If there are those among you who prefer the sandwich format over the platter, these very same ingredients will deliver you an excellent veggie and hummus sandwich–just spread on the hummus and green harissa, then pile up sliced eggs, roasted beets, and fennel. Read on below for recipes and guidelines for putting together your very own lunchtime hummus platters, all based on the lunch I ate each day last week.

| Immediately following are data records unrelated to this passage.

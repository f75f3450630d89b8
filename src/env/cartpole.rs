//! CartPole environment
//!
//! A classic reinforcement learning benchmark where a pole is balanced on a
//! cart. The goal is to prevent the pole from falling over by applying forces
//! to the cart.
//!
//! # Physics
//!
//! The cart-pole system follows these dynamics:
//! - State: [x, x_dot, theta, theta_dot] (cart position, cart velocity, pole
//!   angle, pole angular velocity)
//! - Actions: 0 (push left) or 1 (push right)
//! - Reward: +1 for every step, including the one that ends the episode
//! - Termination: Pole angle > 12° or cart position > 2.4
//!
//! Episode length limits (200 steps for `CartPole-v0`, 500 for
//! `CartPole-v1`) are applied by the registry through
//! [`TimeLimit`](crate::env::TimeLimit), not by the environment itself.

use anyhow::Result;
use rand::{Rng, SeedableRng, rngs::StdRng};

use crate::{
    env::{Environment, StepInfo, StepResult, check_action},
    render::{self, Frame, RenderMode},
    spaces::{BoxSpace, Discrete},
};

/// CartPole environment
///
/// A pole is attached to a cart moving along a frictionless track.
/// The goal is to balance the pole by applying forces to the cart.
#[derive(Debug)]
pub struct CartPole {
    // State variables
    x: f32,         // Cart position
    x_dot: f32,     // Cart velocity
    theta: f32,     // Pole angle (radians)
    theta_dot: f32, // Pole angular velocity

    // Steps taken since the episode terminated, None while it is running
    steps_beyond_terminated: Option<usize>,

    rng: StdRng,

    // Physics constants
    gravity: f32,
    mass_cart: f32,
    mass_pole: f32,
    total_mass: f32,
    length: f32,           // Half-length of pole
    pole_mass_length: f32, // pole_mass * length
    force_mag: f32,
    tau: f32, // Time step

    // Thresholds
    theta_threshold: f32,
    x_threshold: f32,
}

impl CartPole {
    /// Create a new CartPole environment with default parameters
    ///
    /// - gravity = 9.8 m/s²
    /// - cart mass = 1.0 kg
    /// - pole mass = 0.1 kg
    /// - pole half-length = 0.5 m
    /// - force magnitude = 10.0 N
    /// - timestep = 0.02 s
    pub fn new() -> Self {
        let gravity = 9.8;
        let mass_cart = 1.0;
        let mass_pole = 0.1;
        let total_mass = mass_cart + mass_pole;
        let length = 0.5;
        let pole_mass_length = mass_pole * length;
        let force_mag = 10.0;
        let tau = 0.02;
        let theta_threshold = 12.0 * 2.0 * std::f32::consts::PI / 360.0; // ~0.2094 radians
        let x_threshold = 2.4;

        Self {
            x: 0.0,
            x_dot: 0.0,
            theta: 0.0,
            theta_dot: 0.0,
            steps_beyond_terminated: None,
            rng: StdRng::from_entropy(),
            gravity,
            mass_cart,
            mass_pole,
            total_mass,
            length,
            pole_mass_length,
            force_mag,
            tau,
            theta_threshold,
            x_threshold,
        }
    }

    /// Create an environment whose resets are reproducible
    pub fn with_seed(seed: u64) -> Self {
        let mut env = Self::new();
        env.seed(seed);
        env
    }

    /// Current state [x, x_dot, theta, theta_dot]
    pub fn state(&self) -> [f32; 4] {
        [self.x, self.x_dot, self.theta, self.theta_dot]
    }

    /// Reset state to random initial conditions
    ///
    /// All state variables are initialized with small random perturbations
    /// around equilibrium (uniform distribution in [-0.05, 0.05])
    fn reset_state(&mut self) {
        self.x = self.rng.gen_range(-0.05..0.05);
        self.x_dot = self.rng.gen_range(-0.05..0.05);
        self.theta = self.rng.gen_range(-0.05..0.05);
        self.theta_dot = self.rng.gen_range(-0.05..0.05);
    }

    /// Perform one physics simulation step using Euler integration
    ///
    /// ```text
    /// temp = (force + pole_mass_length * theta_dot² * sin(theta)) / total_mass
    /// theta_acc = (g * sin(theta) - cos(theta) * temp) /
    ///             (length * (4/3 - mass_pole * cos²(theta) / total_mass))
    /// x_acc = temp - pole_mass_length * theta_acc * cos(theta) / total_mass
    /// ```
    fn physics_step(&mut self, action: i64) {
        // 0 = push left, 1 = push right
        let force = if action == 1 {
            self.force_mag
        } else {
            -self.force_mag
        };

        let cos_theta = self.theta.cos();
        let sin_theta = self.theta.sin();

        let temp = (force + self.pole_mass_length * self.theta_dot * self.theta_dot * sin_theta)
            / self.total_mass;
        let theta_acc = (self.gravity * sin_theta - cos_theta * temp)
            / (self.length
                * (4.0 / 3.0 - self.mass_pole * cos_theta * cos_theta / self.total_mass));
        let x_acc = temp - self.pole_mass_length * theta_acc * cos_theta / self.total_mass;

        // Euler integration
        self.x += self.tau * self.x_dot;
        self.x_dot += self.tau * x_acc;
        self.theta += self.tau * self.theta_dot;
        self.theta_dot += self.tau * theta_acc;
    }

    /// Cart left the track or the pole fell past the angle threshold
    fn is_terminated(&self) -> bool {
        self.x < -self.x_threshold
            || self.x > self.x_threshold
            || self.theta < -self.theta_threshold
            || self.theta > self.theta_threshold
    }

    fn get_observation(&self) -> Vec<f32> {
        self.state().to_vec()
    }
}

impl Default for CartPole {
    fn default() -> Self {
        Self::new()
    }
}

impl Environment for CartPole {
    fn reset(&mut self) -> Result<Vec<f32>> {
        self.reset_state();
        self.steps_beyond_terminated = None;
        Ok(self.get_observation())
    }

    fn step(&mut self, action: i64) -> Result<StepResult> {
        check_action(&self.action_space(), action)?;

        self.physics_step(action);
        let terminated = self.is_terminated();

        let reward = match self.steps_beyond_terminated {
            None if !terminated => 1.0,
            None => {
                // Pole just fell
                self.steps_beyond_terminated = Some(0);
                1.0
            }
            Some(ref mut beyond) => {
                if *beyond == 0 {
                    tracing::warn!(
                        "step() called after the episode terminated; call reset() first"
                    );
                }
                *beyond += 1;
                0.0
            }
        };

        Ok(StepResult {
            observation: self.get_observation(),
            reward,
            terminated,
            truncated: false,
            info: StepInfo::default(),
        })
    }

    fn action_space(&self) -> Discrete {
        Discrete::new(2)
    }

    fn observation_space(&self) -> BoxSpace {
        BoxSpace::symmetric(vec![
            self.x_threshold * 2.0,
            f32::MAX,
            self.theta_threshold * 2.0,
            f32::MAX,
        ])
        .unwrap_or_else(|_| unreachable!("symmetric bounds are always ordered"))
    }

    fn render(&self, mode: RenderMode) -> Result<Option<Frame>> {
        let world = self.x_threshold * 2.0;
        let col = render::column(self.x, -world, world);
        let pole = if self.theta > 0.05 {
            '/'
        } else if self.theta < -0.05 {
            '\\'
        } else {
            '|'
        };
        let header = format!("{}{}", " ".repeat(col), pole);

        Ok(Some(render::present(render::track(col, 'C', None, &header), mode)))
    }

    fn seed(&mut self, seed: u64) {
        self.rng = StdRng::seed_from_u64(seed);
    }
}

#[cfg(test)]
mod tests {
    use super::*;

    #[test]
    fn test_cartpole_init() {
        let env = CartPole::new();
        assert_eq!(env.gravity, 9.8);
        assert_eq!(env.mass_cart, 1.0);
        assert_eq!(env.mass_pole, 0.1);
        assert_eq!(env.state(), [0.0; 4]);
    }

    #[test]
    fn test_cartpole_reset() {
        let mut env = CartPole::new();
        let obs = env.reset().unwrap();

        assert_eq!(obs.len(), 4, "Observation should have 4 elements");

        // Check that initial state is small (close to equilibrium)
        for &val in &obs {
            assert!(val.abs() <= 0.05, "Initial state should be small perturbation, got {}", val);
        }
    }

    #[test]
    fn test_cartpole_seeded_reset_is_reproducible() {
        let mut a = CartPole::with_seed(123);
        let mut b = CartPole::with_seed(123);

        assert_eq!(a.reset().unwrap(), b.reset().unwrap());
        for action in [0, 1, 1, 0, 1] {
            assert_eq!(a.step(action).unwrap().observation, b.step(action).unwrap().observation);
        }
    }

    #[test]
    fn test_cartpole_step() {
        let mut env = CartPole::new();
        env.reset().unwrap();

        let result = env.step(1).unwrap();

        assert_eq!(result.observation.len(), 4, "Observation should have 4 elements");
        assert_eq!(result.reward, 1.0, "Every live step should be rewarded");
        assert!(!result.truncated, "CartPole never truncates on its own");
    }

    #[test]
    fn test_cartpole_termination() {
        let mut env = CartPole::new();
        env.reset().unwrap();

        // Manually set state to exceed position threshold
        env.x = 3.0;

        let result = env.step(0).unwrap();
        assert!(
            result.terminated,
            "Episode should terminate when cart exceeds position threshold"
        );
        assert_eq!(result.reward, 1.0, "Terminating step is still rewarded");

        // Reset and test angle threshold
        env.reset().unwrap();
        env.theta = 0.5;

        let result = env.step(0).unwrap();
        assert!(result.terminated, "Episode should terminate when pole exceeds angle threshold");
    }

    #[test]
    fn test_cartpole_steps_beyond_termination() {
        let mut env = CartPole::new();
        env.reset().unwrap();
        env.theta = 0.5;

        assert_eq!(env.step(0).unwrap().reward, 1.0);
        for _ in 0..3 {
            let result = env.step(0).unwrap();
            assert!(result.terminated);
            assert_eq!(result.reward, 0.0, "No reward after the episode is over");
        }

        env.reset().unwrap();
        assert_eq!(env.step(0).unwrap().reward, 1.0, "Reset clears the terminated state");
    }

    #[test]
    fn test_cartpole_invalid_action() {
        let mut env = CartPole::new();
        env.reset().unwrap();

        assert!(env.step(2).is_err());
        assert!(env.step(-1).is_err());
    }

    #[test]
    fn test_cartpole_actions_move_cart() {
        let mut left = CartPole::with_seed(5);
        let mut right = CartPole::with_seed(5);
        left.reset().unwrap();
        right.reset().unwrap();

        for _ in 0..5 {
            left.step(0).unwrap();
            right.step(1).unwrap();
        }

        assert!(left.x_dot < right.x_dot, "Pushing left should leave the cart slower");
    }

    #[test]
    fn test_cartpole_observation_space() {
        let env = CartPole::new();
        let obs_space = env.observation_space();

        assert_eq!(obs_space.shape(), vec![4]);
        assert!((obs_space.high()[0] - 4.8).abs() < 1e-6);
        assert_eq!(obs_space.high()[1], f32::MAX);
        assert!((obs_space.high()[2] - 0.418_879).abs() < 1e-5);
        assert_eq!(obs_space.low()[3], -f32::MAX);
    }

    #[test]
    fn test_cartpole_action_space() {
        let env = CartPole::new();
        assert_eq!(env.action_space(), Discrete::new(2));
    }

    #[test]
    fn test_cartpole_observations_stay_in_space() {
        let mut env = CartPole::with_seed(9);
        let space = env.observation_space();
        let mut obs = env.reset().unwrap();

        for step in 0..200 {
            assert!(space.contains(&obs), "Observation {:?} left the space", obs);
            let result = env.step(step % 2).unwrap();
            obs = result.observation;
            if result.terminated {
                break;
            }
        }
    }

    #[test]
    fn test_cartpole_render() {
        let mut env = CartPole::new();
        env.reset().unwrap();

        let frame = env.render(RenderMode::Ansi).unwrap().unwrap();
        let text = frame.as_text();
        assert!(text.contains('C'));
        assert_eq!(text.lines().count(), 2);
    }
}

**How to Make Hummus Platters for the Week**

I’ve shared about a million different iterations of hummus that might inspire you: classic creamy hummus, herby avocado hummus, lentil hummus. This particular batch was made with two cans of chickpeas, 3/4 cup olive oil, 1/2 cup tahini, 2 teaspoons of salt, 2 cloves of garlic, and the juice of 2 lemons–all blended together in the food processor, enough for about 8 hummus bowls. You can almost always find some ingredients for hummus at home–here’s how to work with what you have.

Roasted Beets
Roasted beets are really easy to make. Place a couple of (unpeeled) beets on a baking sheet and toss with a tiny bit of olive oil. Bake at 425°F for about 1 hour, until a knife slides in with no resistance. Remove from the oven and let cool. Remove the skin with the help of a paring knife, then cut the beets into slices or cubes. If you don’t like staining your cutting boards red, pick up yellow beets. For 8 servings, roast 8 small or 4 large beets.